- WHAT YOU NEED TO DO -
Every line below that contains the word "record" must be copied.
--
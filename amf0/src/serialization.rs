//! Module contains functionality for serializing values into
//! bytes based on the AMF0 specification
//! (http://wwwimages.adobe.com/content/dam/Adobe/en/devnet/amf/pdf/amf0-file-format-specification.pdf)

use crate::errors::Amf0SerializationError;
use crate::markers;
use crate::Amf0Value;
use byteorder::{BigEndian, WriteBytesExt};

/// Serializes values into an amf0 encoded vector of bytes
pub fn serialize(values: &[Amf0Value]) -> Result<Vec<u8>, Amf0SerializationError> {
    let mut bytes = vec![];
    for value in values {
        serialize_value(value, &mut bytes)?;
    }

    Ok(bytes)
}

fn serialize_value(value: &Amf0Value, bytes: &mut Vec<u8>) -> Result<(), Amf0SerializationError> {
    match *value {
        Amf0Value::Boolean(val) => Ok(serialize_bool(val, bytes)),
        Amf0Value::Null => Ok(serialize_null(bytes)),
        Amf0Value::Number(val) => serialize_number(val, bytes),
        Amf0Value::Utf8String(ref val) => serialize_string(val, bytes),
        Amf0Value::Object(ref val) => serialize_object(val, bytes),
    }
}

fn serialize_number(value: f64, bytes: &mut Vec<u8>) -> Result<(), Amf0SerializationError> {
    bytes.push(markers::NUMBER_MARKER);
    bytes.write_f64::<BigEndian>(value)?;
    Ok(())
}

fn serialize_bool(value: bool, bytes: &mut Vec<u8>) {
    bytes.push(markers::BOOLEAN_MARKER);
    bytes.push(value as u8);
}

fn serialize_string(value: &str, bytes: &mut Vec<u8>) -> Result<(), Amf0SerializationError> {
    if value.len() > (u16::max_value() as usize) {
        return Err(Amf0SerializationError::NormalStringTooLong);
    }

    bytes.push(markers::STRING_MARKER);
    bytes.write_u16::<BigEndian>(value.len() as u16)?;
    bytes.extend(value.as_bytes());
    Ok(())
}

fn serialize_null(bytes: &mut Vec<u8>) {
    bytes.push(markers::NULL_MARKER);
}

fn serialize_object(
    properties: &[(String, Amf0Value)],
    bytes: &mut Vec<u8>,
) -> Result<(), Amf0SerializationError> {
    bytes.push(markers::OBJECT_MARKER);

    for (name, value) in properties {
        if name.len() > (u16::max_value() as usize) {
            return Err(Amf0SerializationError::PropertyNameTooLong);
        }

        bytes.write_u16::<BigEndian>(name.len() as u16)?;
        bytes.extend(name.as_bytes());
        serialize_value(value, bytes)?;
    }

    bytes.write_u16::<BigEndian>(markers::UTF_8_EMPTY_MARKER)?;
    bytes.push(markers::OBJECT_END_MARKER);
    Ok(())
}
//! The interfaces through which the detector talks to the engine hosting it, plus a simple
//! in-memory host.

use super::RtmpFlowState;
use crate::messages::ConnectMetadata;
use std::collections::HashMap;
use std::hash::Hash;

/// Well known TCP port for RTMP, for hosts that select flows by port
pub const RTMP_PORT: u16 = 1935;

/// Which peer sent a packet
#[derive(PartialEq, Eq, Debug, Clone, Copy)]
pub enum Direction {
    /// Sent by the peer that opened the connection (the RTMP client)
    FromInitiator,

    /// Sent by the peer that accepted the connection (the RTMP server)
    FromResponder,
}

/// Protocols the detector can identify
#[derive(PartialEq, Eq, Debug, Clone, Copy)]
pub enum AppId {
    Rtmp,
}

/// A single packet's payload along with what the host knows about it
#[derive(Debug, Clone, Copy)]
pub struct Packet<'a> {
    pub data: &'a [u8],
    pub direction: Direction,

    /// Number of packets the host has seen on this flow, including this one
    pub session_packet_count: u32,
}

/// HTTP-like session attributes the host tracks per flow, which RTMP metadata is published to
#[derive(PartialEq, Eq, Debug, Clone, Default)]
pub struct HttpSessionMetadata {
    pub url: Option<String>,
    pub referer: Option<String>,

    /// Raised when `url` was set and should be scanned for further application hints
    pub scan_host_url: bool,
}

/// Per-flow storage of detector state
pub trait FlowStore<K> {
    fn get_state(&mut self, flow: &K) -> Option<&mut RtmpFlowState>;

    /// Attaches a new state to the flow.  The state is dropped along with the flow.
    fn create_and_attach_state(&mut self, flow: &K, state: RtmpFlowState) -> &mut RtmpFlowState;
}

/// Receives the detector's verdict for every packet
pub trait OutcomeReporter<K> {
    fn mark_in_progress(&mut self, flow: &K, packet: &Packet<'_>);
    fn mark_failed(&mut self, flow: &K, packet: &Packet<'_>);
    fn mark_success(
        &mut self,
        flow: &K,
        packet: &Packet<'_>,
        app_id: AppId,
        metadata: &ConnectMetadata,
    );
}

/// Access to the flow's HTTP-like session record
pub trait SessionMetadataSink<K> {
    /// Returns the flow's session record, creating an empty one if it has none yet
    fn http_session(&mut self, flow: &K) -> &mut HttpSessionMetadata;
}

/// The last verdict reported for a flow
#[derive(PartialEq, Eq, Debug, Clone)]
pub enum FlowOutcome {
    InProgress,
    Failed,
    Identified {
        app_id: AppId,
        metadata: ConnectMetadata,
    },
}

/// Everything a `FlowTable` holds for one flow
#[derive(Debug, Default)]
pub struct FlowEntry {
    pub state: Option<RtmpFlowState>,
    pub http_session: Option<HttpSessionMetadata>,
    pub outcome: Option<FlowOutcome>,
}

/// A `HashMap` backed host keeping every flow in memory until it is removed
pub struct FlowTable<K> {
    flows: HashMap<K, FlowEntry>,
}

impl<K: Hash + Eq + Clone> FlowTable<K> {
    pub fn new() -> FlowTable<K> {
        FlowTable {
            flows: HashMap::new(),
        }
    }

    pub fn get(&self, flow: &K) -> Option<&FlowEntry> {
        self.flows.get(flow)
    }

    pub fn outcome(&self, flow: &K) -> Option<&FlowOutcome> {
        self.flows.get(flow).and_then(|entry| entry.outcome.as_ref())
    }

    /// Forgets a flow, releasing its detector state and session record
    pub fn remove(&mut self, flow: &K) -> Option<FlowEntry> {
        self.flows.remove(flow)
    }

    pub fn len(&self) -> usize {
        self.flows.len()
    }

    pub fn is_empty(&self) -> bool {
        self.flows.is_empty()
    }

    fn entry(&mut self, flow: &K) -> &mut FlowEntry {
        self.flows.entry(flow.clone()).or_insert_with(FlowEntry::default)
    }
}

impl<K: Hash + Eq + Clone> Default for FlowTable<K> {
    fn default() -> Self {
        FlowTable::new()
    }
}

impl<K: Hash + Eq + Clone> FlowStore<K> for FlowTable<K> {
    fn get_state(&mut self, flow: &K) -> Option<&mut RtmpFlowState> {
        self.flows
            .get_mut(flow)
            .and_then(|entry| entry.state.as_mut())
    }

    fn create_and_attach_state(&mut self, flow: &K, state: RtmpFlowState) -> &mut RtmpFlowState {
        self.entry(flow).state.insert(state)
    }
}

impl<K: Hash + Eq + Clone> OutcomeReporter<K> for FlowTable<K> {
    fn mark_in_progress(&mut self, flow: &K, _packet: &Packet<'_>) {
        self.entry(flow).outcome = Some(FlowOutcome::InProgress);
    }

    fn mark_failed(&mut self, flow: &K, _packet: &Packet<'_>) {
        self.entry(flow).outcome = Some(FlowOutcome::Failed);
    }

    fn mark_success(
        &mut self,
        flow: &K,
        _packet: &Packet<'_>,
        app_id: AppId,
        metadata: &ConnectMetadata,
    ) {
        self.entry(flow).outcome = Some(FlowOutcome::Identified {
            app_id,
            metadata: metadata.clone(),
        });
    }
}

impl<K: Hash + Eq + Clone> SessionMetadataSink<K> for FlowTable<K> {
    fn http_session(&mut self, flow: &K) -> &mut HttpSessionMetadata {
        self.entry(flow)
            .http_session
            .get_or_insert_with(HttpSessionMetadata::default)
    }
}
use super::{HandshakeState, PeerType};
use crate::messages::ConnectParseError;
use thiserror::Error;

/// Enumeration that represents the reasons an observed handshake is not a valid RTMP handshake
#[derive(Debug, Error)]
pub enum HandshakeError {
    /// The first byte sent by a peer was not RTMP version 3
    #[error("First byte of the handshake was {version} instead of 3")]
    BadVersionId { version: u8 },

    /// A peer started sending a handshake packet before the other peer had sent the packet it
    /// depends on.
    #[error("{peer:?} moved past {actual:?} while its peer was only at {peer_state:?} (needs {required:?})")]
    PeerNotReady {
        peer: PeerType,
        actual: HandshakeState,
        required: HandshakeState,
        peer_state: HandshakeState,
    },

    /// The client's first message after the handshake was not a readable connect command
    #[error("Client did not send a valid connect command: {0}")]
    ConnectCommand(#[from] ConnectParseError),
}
--
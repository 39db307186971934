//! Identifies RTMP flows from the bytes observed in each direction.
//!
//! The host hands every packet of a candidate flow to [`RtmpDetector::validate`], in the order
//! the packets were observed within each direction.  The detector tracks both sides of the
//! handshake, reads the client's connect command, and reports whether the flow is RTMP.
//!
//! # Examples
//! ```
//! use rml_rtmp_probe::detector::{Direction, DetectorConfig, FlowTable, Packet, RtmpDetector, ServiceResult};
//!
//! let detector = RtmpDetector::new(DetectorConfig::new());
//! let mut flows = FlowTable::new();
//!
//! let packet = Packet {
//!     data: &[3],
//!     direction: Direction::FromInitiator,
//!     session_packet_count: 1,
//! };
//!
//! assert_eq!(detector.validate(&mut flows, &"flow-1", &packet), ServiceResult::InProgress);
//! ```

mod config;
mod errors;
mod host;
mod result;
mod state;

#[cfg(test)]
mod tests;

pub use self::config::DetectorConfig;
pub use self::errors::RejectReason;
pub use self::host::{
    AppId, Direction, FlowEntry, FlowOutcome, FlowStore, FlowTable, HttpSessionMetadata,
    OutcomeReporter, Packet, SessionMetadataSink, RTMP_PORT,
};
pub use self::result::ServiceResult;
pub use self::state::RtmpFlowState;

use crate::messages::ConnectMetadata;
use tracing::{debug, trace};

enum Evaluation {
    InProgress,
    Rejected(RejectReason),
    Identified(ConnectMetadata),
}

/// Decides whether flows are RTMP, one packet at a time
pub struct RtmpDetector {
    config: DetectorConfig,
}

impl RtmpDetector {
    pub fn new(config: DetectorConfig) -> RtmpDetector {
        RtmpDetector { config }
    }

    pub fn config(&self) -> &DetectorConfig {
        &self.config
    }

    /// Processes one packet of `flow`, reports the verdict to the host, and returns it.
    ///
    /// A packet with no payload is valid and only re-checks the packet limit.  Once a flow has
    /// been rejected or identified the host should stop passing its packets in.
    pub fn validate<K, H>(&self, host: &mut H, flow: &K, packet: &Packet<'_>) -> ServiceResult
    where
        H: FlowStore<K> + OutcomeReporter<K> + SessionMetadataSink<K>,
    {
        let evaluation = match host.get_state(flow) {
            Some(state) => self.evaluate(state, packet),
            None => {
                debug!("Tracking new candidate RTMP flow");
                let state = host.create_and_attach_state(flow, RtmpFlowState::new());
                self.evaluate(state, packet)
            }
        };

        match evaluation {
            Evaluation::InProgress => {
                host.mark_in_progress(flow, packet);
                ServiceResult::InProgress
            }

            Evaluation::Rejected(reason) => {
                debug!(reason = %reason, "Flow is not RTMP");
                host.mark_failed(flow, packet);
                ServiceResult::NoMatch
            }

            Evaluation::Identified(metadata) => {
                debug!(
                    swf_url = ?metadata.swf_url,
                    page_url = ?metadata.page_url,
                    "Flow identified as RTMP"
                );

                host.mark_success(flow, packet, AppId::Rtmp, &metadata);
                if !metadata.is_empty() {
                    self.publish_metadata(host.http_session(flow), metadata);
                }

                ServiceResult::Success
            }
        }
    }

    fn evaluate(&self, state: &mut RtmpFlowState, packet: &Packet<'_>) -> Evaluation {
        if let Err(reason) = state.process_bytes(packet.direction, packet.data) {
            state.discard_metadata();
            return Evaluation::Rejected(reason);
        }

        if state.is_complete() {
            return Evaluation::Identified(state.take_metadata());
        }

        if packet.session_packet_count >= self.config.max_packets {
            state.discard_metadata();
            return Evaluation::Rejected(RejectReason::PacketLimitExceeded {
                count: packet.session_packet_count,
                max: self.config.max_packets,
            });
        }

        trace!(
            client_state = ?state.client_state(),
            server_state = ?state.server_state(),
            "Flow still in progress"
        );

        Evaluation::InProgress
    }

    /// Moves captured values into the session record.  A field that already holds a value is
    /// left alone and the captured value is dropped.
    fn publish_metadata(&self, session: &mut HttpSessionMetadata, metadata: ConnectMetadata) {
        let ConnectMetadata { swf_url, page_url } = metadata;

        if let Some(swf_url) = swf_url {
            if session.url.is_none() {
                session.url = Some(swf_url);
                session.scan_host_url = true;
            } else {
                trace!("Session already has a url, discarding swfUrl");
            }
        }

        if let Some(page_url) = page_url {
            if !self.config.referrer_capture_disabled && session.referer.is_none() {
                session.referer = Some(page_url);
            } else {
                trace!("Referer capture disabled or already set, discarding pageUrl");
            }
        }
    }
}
--
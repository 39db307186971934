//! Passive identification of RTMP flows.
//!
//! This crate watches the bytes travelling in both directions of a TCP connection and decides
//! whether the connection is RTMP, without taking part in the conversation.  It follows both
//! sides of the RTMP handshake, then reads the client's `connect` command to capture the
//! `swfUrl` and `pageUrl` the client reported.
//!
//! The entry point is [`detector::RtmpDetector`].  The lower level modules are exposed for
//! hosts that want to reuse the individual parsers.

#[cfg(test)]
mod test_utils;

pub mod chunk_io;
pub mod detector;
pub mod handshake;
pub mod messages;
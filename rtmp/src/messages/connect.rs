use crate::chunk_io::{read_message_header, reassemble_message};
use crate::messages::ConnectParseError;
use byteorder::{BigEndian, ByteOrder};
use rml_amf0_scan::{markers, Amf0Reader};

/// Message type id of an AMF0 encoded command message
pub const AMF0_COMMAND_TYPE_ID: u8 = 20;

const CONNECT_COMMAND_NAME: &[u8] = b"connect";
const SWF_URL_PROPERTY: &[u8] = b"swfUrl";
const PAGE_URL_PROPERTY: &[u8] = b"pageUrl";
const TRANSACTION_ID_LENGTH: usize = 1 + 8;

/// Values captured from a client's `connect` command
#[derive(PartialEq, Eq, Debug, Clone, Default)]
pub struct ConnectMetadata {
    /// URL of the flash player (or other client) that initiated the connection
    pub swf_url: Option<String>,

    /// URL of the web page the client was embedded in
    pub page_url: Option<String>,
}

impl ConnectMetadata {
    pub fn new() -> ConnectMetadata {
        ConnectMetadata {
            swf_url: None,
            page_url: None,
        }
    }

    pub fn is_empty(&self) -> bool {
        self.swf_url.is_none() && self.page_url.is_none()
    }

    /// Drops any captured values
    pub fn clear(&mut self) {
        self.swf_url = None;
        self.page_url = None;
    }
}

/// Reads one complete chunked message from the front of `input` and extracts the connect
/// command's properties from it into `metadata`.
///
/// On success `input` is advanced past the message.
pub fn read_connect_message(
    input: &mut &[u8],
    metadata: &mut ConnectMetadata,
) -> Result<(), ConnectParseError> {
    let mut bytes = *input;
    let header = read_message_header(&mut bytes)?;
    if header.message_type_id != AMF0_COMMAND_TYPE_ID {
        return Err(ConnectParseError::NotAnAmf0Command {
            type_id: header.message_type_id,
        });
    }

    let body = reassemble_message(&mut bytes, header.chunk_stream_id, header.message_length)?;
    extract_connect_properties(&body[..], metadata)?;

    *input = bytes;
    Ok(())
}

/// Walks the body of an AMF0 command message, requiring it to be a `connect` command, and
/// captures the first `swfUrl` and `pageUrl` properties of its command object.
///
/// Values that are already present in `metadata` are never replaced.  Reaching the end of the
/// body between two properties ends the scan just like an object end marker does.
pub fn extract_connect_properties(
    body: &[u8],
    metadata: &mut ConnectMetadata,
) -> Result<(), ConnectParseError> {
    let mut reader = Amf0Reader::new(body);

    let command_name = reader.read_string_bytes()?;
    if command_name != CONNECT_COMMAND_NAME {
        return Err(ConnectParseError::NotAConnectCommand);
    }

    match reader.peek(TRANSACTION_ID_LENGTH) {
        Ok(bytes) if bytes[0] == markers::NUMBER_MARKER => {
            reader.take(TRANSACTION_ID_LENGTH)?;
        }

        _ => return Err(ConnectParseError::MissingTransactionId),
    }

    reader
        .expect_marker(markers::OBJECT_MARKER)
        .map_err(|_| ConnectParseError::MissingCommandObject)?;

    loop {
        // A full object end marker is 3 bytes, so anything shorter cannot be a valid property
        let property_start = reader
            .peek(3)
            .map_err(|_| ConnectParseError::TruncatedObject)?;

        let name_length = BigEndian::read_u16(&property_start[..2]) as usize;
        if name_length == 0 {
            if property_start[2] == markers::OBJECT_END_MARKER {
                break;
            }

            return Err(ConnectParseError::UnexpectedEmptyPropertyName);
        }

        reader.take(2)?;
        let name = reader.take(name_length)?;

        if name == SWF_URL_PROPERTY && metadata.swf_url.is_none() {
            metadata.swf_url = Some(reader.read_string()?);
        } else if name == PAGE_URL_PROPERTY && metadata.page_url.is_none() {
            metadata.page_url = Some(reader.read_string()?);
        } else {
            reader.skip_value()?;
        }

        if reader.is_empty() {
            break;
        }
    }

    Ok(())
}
--
- ANSWER BOX -
/// Access to the flow's HTTP-like session record
    /// Returns the flow's session record, creating an empty one if it has none yet
    /// Forgets a flow, releasing its detector state and session record
    /// Moves captured values into the session record.  A field that already holds a value is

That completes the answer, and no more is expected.